By Laura Samuelson, Director, Carrie M. McLain Memorial Museum

For the last five weeks of Nome’s brief summer, the Carrie M. McLain Memorial Museum has been pleased to present excerpts from the diary of Wilfred A. McDaniel Sr. Wilfred and his brother Ed were two of the 20,000 Argonauts who streamed to the Nome Gold Rush in 1900. We are grateful to Wilfred’s daughter Irene McDaniel and her husband Robert Johnson as well as son Wilfred Jr. and Lois McDaniel who donated the photographs, writings, and artifacts collected between 1899 and 1907. The family preserved and protected Wilfred’s legacy for 93 years until the collection was donated to the people of Nome in 2001.
We conclude this series with a burning question: Should the boys stay in Nome or go south for the winter? Brother Ed voted with his gold nuggets and bought two tickets to San Francisco on the Senator. They had two days to close up camp and high tail it to Nome…
ALASKA BECKONS
By Wilfred A. McDaniel
On the morning of the 25th, the tent was taken down and with stove and cooking utensils, was cached with our other possessions. In the afternoon, carrying our luggage and blanket rolls, we mushed into Nome.

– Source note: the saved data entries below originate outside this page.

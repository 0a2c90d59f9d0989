//! # termtrie
//!
//! A compressed prefix trie over code points, built as a term-suggestion and
//! term-sampling index.
//!
//! Every stored term carries a positive score and an optional opaque
//! payload. Each node also tracks the best live score of its subtree, which
//! lets traversals skip whole branches that cannot beat a threshold.
//!
//! - **Exact lookup**: [`Trie::find`] returns the score, `0` meaning absent.
//! - **Insertion**: replace or accumulate scores with [`AddMode`].
//! - **Deletion**: tombstones only; [`Trie::compact`] reclaims them.
//! - **Enumeration**: [`TrieIterator`] is driven by any [`StepFilter`]
//!   (literal prefix, edit distance, wildcards...) and resumes one match at
//!   a time.
//! - **Sampling**: [`Trie::random_walk`] picks terms with probability
//!   guided by their scores.
//!
//! ## Example
//!
//! ```rust
//! use termtrie::{AddMode, Trie};
//!
//! let mut trie = Trie::new();
//! trie.add("hello", 1.0, None, AddMode::Replace).unwrap();
//! trie.add("help", 2.0, Some(b"meta"), AddMode::Replace).unwrap();
//! trie.add("world", 1.5, None, AddMode::Replace).unwrap();
//!
//! assert_eq!(trie.find("hello"), 1.0);
//! assert_eq!(trie.find("hel"), 0.0);
//!
//! let matches: Vec<String> = trie.iter_prefix("he").map(|e| e.term).collect();
//! assert_eq!(matches, vec!["hello", "help"]);
//!
//! trie.delete("help");
//! assert_eq!(trie.find("help"), 0.0);
//! ```

#![warn(clippy::all)]

mod debug;
pub mod error;
pub mod filter;
pub mod iter;
pub mod node;
pub mod runes;
pub mod trie;
mod walk;

pub use error::{Result, TrieError};
pub use filter::{AcceptAll, PrefixFilter, Step, StepFilter};
pub use iter::{IterStats, PopInfo, TrieEntry, TrieIterator};
pub use node::TrieNode;
pub use runes::{Runes, MAX_TERM_LEN};
pub use trie::{AddMode, AddOutcome, CompactStats, EntryRef, Trie, Visibility};

#[cfg(test)]
mod proptests;
//! Basic usage examples for suggest.

use suggest::{AddMode, SearchOptions, SuggestIndex};

fn main() {
    let index = SuggestIndex::new();
    example_add_and_lookup(&index);
    example_suggest(&index);
    example_sample(&index);
    example_snapshot(&index);
}

fn example_add_and_lookup(index: &SuggestIndex) {
    println!("=== Add & Lookup ===\n");

    let terms = [
        ("hello", 3.0),
        ("help", 5.0),
        ("helium", 1.0),
        ("hero", 4.0),
        ("world", 10.0),
        ("word", 2.0),
    ];
    for (term, score) in terms {
        index.add(term, score, None, AddMode::Replace).unwrap();
    }

    // Increment accumulates onto the stored score
    index.add("hello", 2.5, Some(b"greeting"), AddMode::Increment).unwrap();

    println!("hello = {}", index.score("hello"));
    println!("hel = {} (prefix only, not stored)", index.score("hel"));
    println!("Count: {}\n", index.len());
}

fn example_suggest(index: &SuggestIndex) {
    println!("=== Suggestions ===\n");

    for s in index.complete("he").unwrap() {
        println!("  {:<8} {:.2}", s.term, s.score);
    }

    println!("\nFuzzy 'wrld':");
    let opts = SearchOptions::default().fuzzy(1).with_payloads(true);
    for s in index.suggest("wrld", &opts).unwrap() {
        println!("  {:<8} {:.3} (distance {})", s.term, s.score, s.distance);
    }

    println!("\nGlob 'h*o':");
    for (term, score) in index.glob("h*o", 10) {
        println!("  {} = {}", term, score);
    }
    println!();
}

fn example_sample(index: &SuggestIndex) {
    println!("=== Sampling ===\n");

    let samples: Vec<String> = (0..5).filter_map(|_| index.sample()).collect();
    println!("{:?}\n", samples);
}

fn example_snapshot(index: &SuggestIndex) {
    println!("=== Snapshot ===\n");

    index.delete("helium");
    let stats = index.compact().unwrap();
    println!("Compaction removed {} nodes, merged {}", stats.removed, stats.merged);

    let bytes = index.to_bytes();
    let copy = SuggestIndex::from_bytes(&bytes, index.config().clone()).unwrap();
    println!("Snapshot: {} bytes, {} terms restored", bytes.len(), copy.len());

    let mem = index.memory_usage();
    println!("Node bytes: {}", mem.node_bytes);
    println!("Bytes per term: {:.1}", mem.bytes_per_term);
}
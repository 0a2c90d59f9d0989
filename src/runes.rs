//! Conversion between UTF-8 terms and the code-point sequences stored in the trie.

use smallvec::SmallVec;

use crate::error::{Result, TrieError};

/// Maximum number of code points in a stored term.
pub const MAX_TERM_LEN: usize = 255;

/// A term decoded into code points. Most terms fit inline.
pub type Runes = SmallVec<[char; 32]>;

/// Decode `term` without any validation. Used by read paths, where an
/// invalid term simply never matches.
#[inline]
pub fn runes(term: &str) -> Runes {
    term.chars().collect()
}

/// Decode `term` and check it can be stored.
pub fn checked_runes(term: &str) -> Result<Runes> {
    let runes = runes(term);
    validate(&runes)?;
    Ok(runes)
}

pub(crate) fn validate(term: &[char]) -> Result<()> {
    if term.is_empty() {
        return Err(TrieError::EmptyTerm);
    }
    if term.len() > MAX_TERM_LEN {
        return Err(TrieError::TermTooLong {
            len: term.len(),
            max: MAX_TERM_LEN,
        });
    }
    Ok(())
}

#[inline]
pub fn to_string(term: &[char]) -> String {
    term.iter().collect()
}

/// Length of the longest common prefix of `a` and `b`.
#[inline]
pub(crate) fn common_prefix_len(a: &[char], b: &[char]) -> usize {
    a.iter().zip(b).take_while(|(x, y)| x == y).count()
}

WHERE THE HECK ARE MY SEA LEGS?! – Returning to California on the
hurricane deck of the steamship Senator in November 1900 storm
in the North Pacific. “The grub is as follows. Breakfast: Mush – very poor,
with lumps as big as an egg in it, boiled potatoes and fried meat and belly
wash coffee. Dinner: Boiled potatoes. Mush is left out and stew substituted.
Supper: Just read the dinner menu backwards and you have it.” Caption & Photo
by Wilfred McDaniel from the Carrie M. McLain Memorial Museum Archives

The town was alive with the great influx of miners from the creeks and distant points, some making preparations for the long winter, others, like ourselves, arranging transportation to “The Outside.” Many were utterly discouraged, others in high spirits, according to the smiles of the Goddess Fortune!
On the evening of the 25th, from the heaving deck of the Senator, we saw the twinkling lights of Nome gradually fade away, as the Senator turned her bow southward, and it was with a feeling of regret that we saw the last gleam dim out, as the mists closed in.
Thoughts soon turn to the more comfortable prospects ahead in sunny California, and home, together with future plans for the coming spring, when the call of the North would lure us back to that desolate, but fascinating land!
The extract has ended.